Again Hephzy and I looked at each other. Without speaking we reached the same conclusion. Hephzy voiced that conclusion.

“I guess, Doctor Bayliss,” she said, “that the time has come when you had better be told the whole truth, or as much of the whole truth about Frances as Hosy and I know. I'm goin' to tell it to you. It's a kind of long story, but I guess likely you ought to know it.”

She began to tell that story, beginning at the very beginning, with Ardelia and Strickland Morley and continuing on, through the history of the latter's rascality and the fleeing of the pair from America, to our own pilgrimage, the finding of Little Frank and the astonishing happenings since.

“She's gone,” she said. “She found out what sort of man her father really was and, bein' a high-spirited, proud girl—as proud and high-spirited as she is clever and pretty and good—she ran away and left us.

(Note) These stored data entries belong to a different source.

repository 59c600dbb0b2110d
pub mod products;
use axum::http::StatusCode;
use axum::response::{IntoResponse, Response};
use axum::Json;
use serde_json::json;

/// Error body shared by every API route: `{"error": "<message>"}`.
pub fn json_error(status: StatusCode, message: &str) -> Response {
    (status, Json(json!({ "error": message }))).into_response()
}

/// Error body that still carries the created product, for workflows
/// that fail after the create step already succeeded.
pub fn json_error_with_product(
    status: StatusCode,
    message: &str,
    product: serde_json::Value,
) -> Response {
    (
        status,
        Json(json!({ "error": message, "product": product })),
    )
        .into_response()
}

We don't blame her, Hosy and I. We understand just how she feels and we've made up our minds to do as she asks and not try to follow her or try to bring her back to us against her will. We think the world of her. We haven't known her but a little while, but we've come—that is,” with a sudden glance in my direction, “I've come to love her as if she was my own. It pretty nigh kills me to have her go. When I think of her strugglin' along tryin' to earn her own way by singin' and—and all, I have to hold myself by main strength to keep from goin' after her and beggin' her on my knees to come back. But I sha'n't do it, because she doesn't want me to. Of course I hope and believe that some day she will come back, but until she does and of her own accord, I'm goin' to wait. And, if your son really cares for her as much as we—as I do, he'll wait, too.”

She paused and hastily dabbed at her eyes with her handkerchief. I turned in order that the Doctor might not see my face. It was an unnecessary precaution. Doctor Bayliss' mind was busy, apparently, with but one thought.

“An opera singer!” he exclaimed, under his breath. “An opera singer! Herbert to marry an opera singer! The granddaughter of a Yankee sailor and—and—”

“And the daughter of an English thief,” put in Hephzy, sharply. “Maybe we'd better leave nationalities out, Doctor Bayliss. The Yankees have the best end of it, 'cordin' to my notion.”

He paid no attention to this.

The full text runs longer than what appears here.